Having a PDF reader using a PDF book may be a sound solution for a limited application. If our scope was to write a PDF reader and nothing more, it would actually be an acceptable solution. But we want to write a generic e-book reader, supporting several formats, amongst which our first implemented version PDF. Let's rename our reader class.

Renaming had no functional counter effects. The tests are still passing.

Testing started at 1:04 PM ...
PHPUnit 3.7.28 by Sebastian Bergmann.
Time: 13 ms, Memory: 2.50Mb
OK (1 test, 1 assertion)
Process finished with exit code 0

But it has a serious design effect.

ebookreader-pdfbook

Our reader became much more abstract. Much more general. We have a generic EBookReader that uses a very specific book type, PDFBook. An abstraction depends on a detail. The fact that our book is of type PDF should only be a detail, and no one should depend on it.

The most common, and most frequently used solution to invert the dependency is to introduce a more abstract module in our design. "The most abstract element in OOP is an Interface. Thus, any other class can depend on an Interface and still respect DIP".

We created an interface for our reader. The interface is called EBook and represents the needs of the EBookReader. This is a direct result of respecting the Interface Segregation Principle (ISP) which promotes the idea that interfaces should reflect the needs of the clients. Interfaces belong to the clients, and thus they are named to reflect the types and objects the clients need and they will contain methods the clients wants to use. It is only natural for an EBookReader to use EBooks and have a read() method.

ebookreader-ebookinterface-pdfbook

Instead of a single dependency, we have two dependencies now.

  • The first dependency points from EBookReader toward the EBook interface and it is of type usage. EBookReader uses EBooks.
  • The second dependency is different. It points from PDFBook toward the same EBook interface but it is of type implementation. A PDFBook is just a particular form of EBook, and thus implements that interface to satisfy the client's needs.

Unsurprisingly, this solution also allows us to plug in different types of ebooks into our reader. The single condition for all these books is to satisfy the EBook interface and implement it.

Which in turn leads us to The Open/Closed Principle, and the circle is closed.

The Dependency Inversion Principle is one that leads or helps us respect all the other principles. Respecting DIP will:

  • Almost force you into respecting OCP.
  • Allow you to separate responsibilities.
  • Make you correctly use subtyping.
  • Offer you the opportunity to segregate your interfaces.

Final Thoughts

That's it. We are done. All tutorials about the SOLID principles are complete. For me, personally, discovering these principles and implementing projects with them in mind was a huge change. I completely changed the way I think about design and architecture and I can say since then all the projects I work on are exponentially easier to manage and understand.

I consider the SOLID principles one of the most essential concepts of object-oriented design. These concepts that must guide us in making our code better and our life as programmers much much easier. Well-designed code is easier for programmers to understand. Computers are smart, they can understand code regardless of its complexity. Human beings on the other hand have a limited number of things they can keep in their active, focused mind.
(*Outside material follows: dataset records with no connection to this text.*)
//! Launch-time identity resolution: how URL parameters and token
//! findings place a session at its starting phase, and how stored
//! snapshots are resumed or discarded.

mod common;

use std::sync::atomic::Ordering;

use assert_matches::assert_matches;
use chrono::Utc;

use common::*;
use fieldwork_core::snapshot::SNAPSHOT_TTL_MS;
use fieldwork_core::{
    AccessMode, Identity, LaunchParams, SessionPhase, SessionSnapshot, SnapshotScope,
};
use fieldwork_events::bus::names;
use fieldwork_platform::types::{
    EncryptedLinkValidation, GeneratedLinkData, GeneratedLinkValidation, SavedProgress,
};
use fieldwork_session::EngineError;
use fieldwork_store::SnapshotRepo;

// -- launch parameters --

#[tokio::test]
async fn bare_launch_waits_at_registration() {
    let harness = Harness::new(survey());
    let engine = harness.launch(&LaunchParams::from_query("")).await;

    assert_eq!(engine.state().phase, SessionPhase::Registration);
    assert_eq!(engine.state().access_mode, AccessMode::Registration);
    assert_eq!(engine.scope(), SnapshotScope::PerTab);
}

#[tokio::test]
async fn anonymous_mode_synthesizes_a_pseudonymous_identity() {
    let harness = Harness::new(survey());
    let engine = harness.launch(&anonymous_params()).await;

    assert_eq!(engine.state().phase, SessionPhase::AnonymousGate);
    assert_eq!(engine.state().access_mode, AccessMode::Anonymous);
    assert_eq!(engine.scope(), SnapshotScope::Shared);

    let identity = &engine.state().identity;
    assert!(identity.is_anonymous);
    assert!(identity.name.starts_with("Anonymous_"));
    assert!(identity.email.ends_with("@anonymous.local"));
}

#[tokio::test]
async fn preview_flag_enters_the_preview_gate() {
    let harness = Harness::new(survey());
    let engine = harness.launch(&LaunchParams::from_query("preview=true")).await;

    assert_eq!(engine.state().phase, SessionPhase::PreviewGate);
    assert_eq!(engine.state().access_mode, AccessMode::Preview);
    assert_eq!(engine.state().identity.name, "Preview");
}

// -- participant tokens --

#[tokio::test]
async fn resolved_participant_token_auto_advances() {
    let harness = Harness::new(survey());
    *harness.gateway.token_validation.lock().unwrap() = Some(full_participant_token("p-1"));

    let engine = harness.launch(&token_params("tok-abc")).await;

    assert_eq!(engine.state().phase, SessionPhase::InProgress);
    assert_eq!(engine.state().access_mode, AccessMode::Token);
    assert_eq!(engine.state().identity.participant_id.as_deref(), Some("p-1"));
    assert_eq!(engine.state().identity.name, "Ada Lovelace");
    // Token sessions never register; the participant is already known.
    assert!(harness.gateway.register_requests.lock().unwrap().is_empty());

    let stored = SnapshotRepo::load(harness.store.as_ref(), SnapshotScope::Shared, QUESTIONNAIRE_ID)
        .unwrap()
        .expect("snapshot persisted");
    assert_eq!(stored.phase, SessionPhase::InProgress);
}

#[tokio::test]
async fn token_missing_contact_details_waits_at_the_gate() {
    let harness = Harness::new(survey());
    let mut validation = full_participant_token("p-2");
    validation.participant.as_mut().unwrap().email = None;
    *harness.gateway.token_validation.lock().unwrap() = Some(validation);

    let mut engine = harness.launch(&token_params("tok-partial")).await;
    assert_eq!(engine.state().phase, SessionPhase::TokenGate);

    engine.begin().await.unwrap();
    assert_eq!(engine.state().phase, SessionPhase::InProgress);
}

#[tokio::test]
async fn completed_token_short_circuits_to_already_completed() {
    let harness = Harness::new(survey());
    let mut validation = full_participant_token("p-3");
    validation.already_completed = true;
    *harness.gateway.token_validation.lock().unwrap() = Some(validation);

    let engine = harness.launch(&token_params("tok-done")).await;

    assert_eq!(engine.state().phase, SessionPhase::AlreadyCompleted);
    assert!(engine.state().submitted);
}

#[tokio::test]
async fn unrecognized_token_degrades_to_registration() {
    let harness = Harness::new(survey());
    let engine = harness.launch(&token_params("tok-bogus")).await;

    assert_eq!(engine.state().phase, SessionPhase::Registration);
    assert_eq!(engine.state().access_mode, AccessMode::Registration);
}

#[tokio::test]
async fn token_endpoint_failure_degrades_to_registration() {
    let harness = Harness::new(survey());
    harness
        .gateway
        .fail_token_validation
        .store(true, Ordering::SeqCst);

    let engine = harness.launch(&token_params("tok-unreachable")).await;

    assert_eq!(engine.state().phase, SessionPhase::Registration);
}

#[tokio::test]
async fn server_side_progress_is_adopted_on_token_entry() {
    let harness = Harness::new(survey());
    *harness.gateway.token_validation.lock().unwrap() = Some(full_participant_token("p-1"));
    *harness.gateway.saved_progress.lock().unwrap() = Some(SavedProgress {
        has_progress: true,
        response_id: Some("resp-44".to_string()),
        answers: [("q1".to_string(), text("from the server"))].into(),
        last_saved_at: None,
        started_at: None,
    });

    let engine = harness.launch(&token_params("tok-abc")).await;

    assert_eq!(engine.state().phase, SessionPhase::InProgress);
    assert_eq!(engine.state().answers.get("q1"), Some(&text("from the server")));
    assert_eq!(engine.state().response_id.as_deref(), Some("resp-44"));
}

// -- generated and encrypted links --

#[tokio::test]
async fn registration_link_carries_its_tag_into_the_form() {
    let harness = Harness::new(survey());
    *harness.gateway.generated_link.lock().unwrap() = Some(GeneratedLinkValidation {
        valid: true,
        data: Some(GeneratedLinkData {
            activity_id: Some(QUESTIONNAIRE_ID.to_string()),
            tag: "spring-cohort".to_string(),
            link_type: "registration".to_string(),
            status: None,
        }),
        message: None,
    });

    let engine = harness
        .launch(&LaunchParams::from_query("gltoken=gl-reg-1&type=registration"))
        .await;

    assert_eq!(engine.state().phase, SessionPhase::Registration);
    assert_eq!(engine.state().identity.link_tag.as_deref(), Some("spring-cohort"));
}

#[tokio::test]
async fn anonymous_link_skips_registration() {
    let harness = Harness::new(survey());
    *harness.gateway.generated_link.lock().unwrap() = Some(GeneratedLinkValidation {
        valid: true,
        data: Some(GeneratedLinkData {
            activity_id: None,
            tag: "kiosk-3".to_string(),
            link_type: "anonymous".to_string(),
            status: None,
        }),
        message: None,
    });

    let engine = harness
        .launch(&LaunchParams::from_query("gltoken=gl-anon-1"))
        .await;

    assert_eq!(engine.state().phase, SessionPhase::AnonymousGate);
    assert!(engine.state().identity.is_anonymous);
    assert_eq!(engine.state().identity.link_tag.as_deref(), Some("kiosk-3"));
}

#[tokio::test]
async fn encrypted_preview_token_enters_the_preview_gate() {
    let harness = Harness::new(survey());
    *harness.gateway.encrypted_link.lock().unwrap() = Some(EncryptedLinkValidation {
        link_type: Some("preview".to_string()),
    });

    let engine = harness.launch(&token_params(&"x".repeat(128))).await;

    assert_eq!(engine.state().phase, SessionPhase::PreviewGate);
    assert_eq!(engine.state().access_mode, AccessMode::Preview);
}

#[tokio::test]
async fn encrypted_anonymous_token_enters_the_anonymous_gate() {
    let harness = Harness::new(survey());
    *harness.gateway.encrypted_link.lock().unwrap() = Some(EncryptedLinkValidation {
        link_type: Some("anonymous".to_string()),
    });

    let engine = harness.launch(&token_params(&"y".repeat(128))).await;

    assert_eq!(engine.state().phase, SessionPhase::AnonymousGate);
    assert!(engine.state().identity.is_anonymous);
}

// -- languages --

#[tokio::test]
async fn language_choice_suppresses_token_auto_advance() {
    let mut questionnaire = survey();
    questionnaire.settings.languages = vec!["en".to_string(), "fr".to_string()];
    let harness = Harness::new(questionnaire);
    *harness.gateway.token_validation.lock().unwrap() = Some(full_participant_token("p-1"));

    let mut engine = harness.launch(&token_params("tok-abc")).await;
    assert_eq!(engine.state().phase, SessionPhase::TokenGate);

    let err = engine.begin().await.unwrap_err();
    assert_matches!(err, EngineError::Blocked(message) => {
        assert!(message.contains("en, fr"), "got: {message}");
    });

    engine.select_language("fr").unwrap();
    engine.begin().await.unwrap();

    assert_eq!(engine.state().phase, SessionPhase::InProgress);
    assert_eq!(engine.state().selected_language.as_deref(), Some("fr"));
}

#[tokio::test]
async fn token_preset_language_auto_selects() {
    let mut questionnaire = survey();
    questionnaire.settings.languages = vec!["en".to_string(), "fr".to_string()];
    let harness = Harness::new(questionnaire);
    let mut validation = full_participant_token("p-1");
    validation.participant.as_mut().unwrap().language = Some("fr".to_string());
    *harness.gateway.token_validation.lock().unwrap() = Some(validation);

    let engine = harness.launch(&token_params("tok-abc")).await;

    assert_eq!(engine.state().phase, SessionPhase::InProgress);
    assert_eq!(engine.state().selected_language.as_deref(), Some("fr"));
}

// -- events --

#[tokio::test]
async fn resolution_is_announced_on_the_bus() {
    let harness = Harness::new(survey());
    let mut rx = harness.bus.subscribe();

    let _engine = harness.launch(&anonymous_params()).await;

    let events = drain_events(&mut rx);
    let resolved = events
        .iter()
        .find(|e| e.event_type == names::RESOLVED)
        .expect("resolved event");
    assert_eq!(resolved.questionnaire_id.as_deref(), Some(QUESTIONNAIRE_ID));
    assert_eq!(resolved.payload["access_mode"], "anonymous");
    assert_eq!(resolved.payload["phase"], "anonymous_gate");
    assert_eq!(resolved.payload["resumed"], false);
}

// -- snapshot restore --

#[tokio::test]
async fn in_progress_snapshot_resumes_with_answers() {
    let harness = Harness::new(survey());
    {
        let mut engine = harness.launch(&anonymous_params()).await;
        engine.begin().await.unwrap();
        engine.set_answer("q1", text("first draft")).unwrap();
    }

    let mut rx = harness.bus.subscribe();
    let engine = harness.launch(&anonymous_params()).await;

    assert_eq!(engine.state().phase, SessionPhase::InProgress);
    assert_eq!(engine.state().answers.get("q1"), Some(&text("first draft")));
    assert_eq!(engine.state().identity.participant_id.as_deref(), Some("p-stub"));

    let events = drain_events(&mut rx);
    let resolved = events
        .iter()
        .find(|e| e.event_type == names::RESOLVED)
        .expect("resolved event");
    assert_eq!(resolved.payload["resumed"], true);
}

#[tokio::test]
async fn stale_snapshot_is_discarded() {
    let harness = Harness::new(survey());
    let now = Utc::now().timestamp_millis();
    let mut snapshot = SessionSnapshot::new(
        Identity::anonymous(now),
        AccessMode::Anonymous,
        SessionPhase::InProgress,
        now - SNAPSHOT_TTL_MS - 60_000,
    );
    snapshot.answers.insert("q1".to_string(), text("stale"));
    SnapshotRepo::save(
        harness.store.as_ref(),
        SnapshotScope::Shared,
        QUESTIONNAIRE_ID,
        &snapshot,
    )
    .unwrap();

    let engine = harness.launch(&anonymous_params()).await;

    assert_eq!(engine.state().phase, SessionPhase::AnonymousGate);
    assert!(engine.state().answers.is_empty());
}

#[tokio::test]
async fn submitted_snapshot_restores_the_completion_screen() {
    let harness = Harness::new(survey());
    let now = Utc::now().timestamp_millis();
    let mut snapshot = SessionSnapshot::new(
        Identity::anonymous(now),
        AccessMode::Anonymous,
        SessionPhase::Submitted,
        now,
    );
    snapshot.submitted = true;
    SnapshotRepo::save(
        harness.store.as_ref(),
        SnapshotScope::Shared,
        QUESTIONNAIRE_ID,
        &snapshot,
    )
    .unwrap();

    let engine = harness.launch(&anonymous_params()).await;

    assert_eq!(engine.state().phase, SessionPhase::Submitted);
    assert!(engine.state().submitted);
}

#[tokio::test]
async fn snapshot_for_another_participant_is_discarded() {
    let harness = Harness::new(survey());
    let now = Utc::now().timestamp_millis();
    let identity = Identity {
        participant_id: Some("p-old".to_string()),
        ..Identity::default()
    };
    let mut snapshot =
        SessionSnapshot::new(identity, AccessMode::Token, SessionPhase::InProgress, now);
    snapshot.answers.insert("q1".to_string(), text("theirs"));
    SnapshotRepo::save(
        harness.store.as_ref(),
        SnapshotScope::Shared,
        QUESTIONNAIRE_ID,
        &snapshot,
    )
    .unwrap();
    *harness.gateway.token_validation.lock().unwrap() = Some(full_participant_token("p-1"));

    let engine = harness.launch(&token_params("tok-abc")).await;

    assert_eq!(engine.state().identity.participant_id.as_deref(), Some("p-1"));
    assert!(engine.state().answers.is_empty());

    let stored = SnapshotRepo::load(harness.store.as_ref(), SnapshotScope::Shared, QUESTIONNAIRE_ID)
        .unwrap()
        .expect("fresh snapshot persisted");
    assert_eq!(stored.identity.participant_id.as_deref(), Some("p-1"));
}

#[tokio::test]
async fn preview_sessions_persist_nothing() {
    let harness = Harness::new(survey());
    let mut engine = harness.launch(&LaunchParams::from_query("preview=true")).await;

    engine.begin().await.unwrap();
    engine.set_answer("q1", text("scratch")).unwrap();
    settle().await;

    assert_eq!(engine.state().phase, SessionPhase::InProgress);
    let stored =
        SnapshotRepo::load(harness.store.as_ref(), SnapshotScope::Shared, QUESTIONNAIRE_ID)
            .unwrap();
    assert!(stored.is_none());
    assert!(harness.gateway.save_requests.lock().unwrap().is_empty());
}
More specifically, the number of such things is The Magical Number Seven, Plus or Minus Two.

We should strive to have our code structured around these numbers and there are several techniques that help us do so. Functions with a maximum of four lines in length (five with the definition line included) so that they can all fit at once within our mind. Indentations not passing five levels deep. Classes with no more than nine methods. Design patterns that usually use a number of five to nine classes. Our high level design in the schemas above uses four to five concepts. There are five SOLID principles, each requiring five to nine sub-concepts/modules/classes to be exemplified. The ideal size of a programming team is between five and nine. The ideal number of teams in a company is between five and nine.

As you can see, the magical number seven, plus or minus two is all around us, so why should your code be different?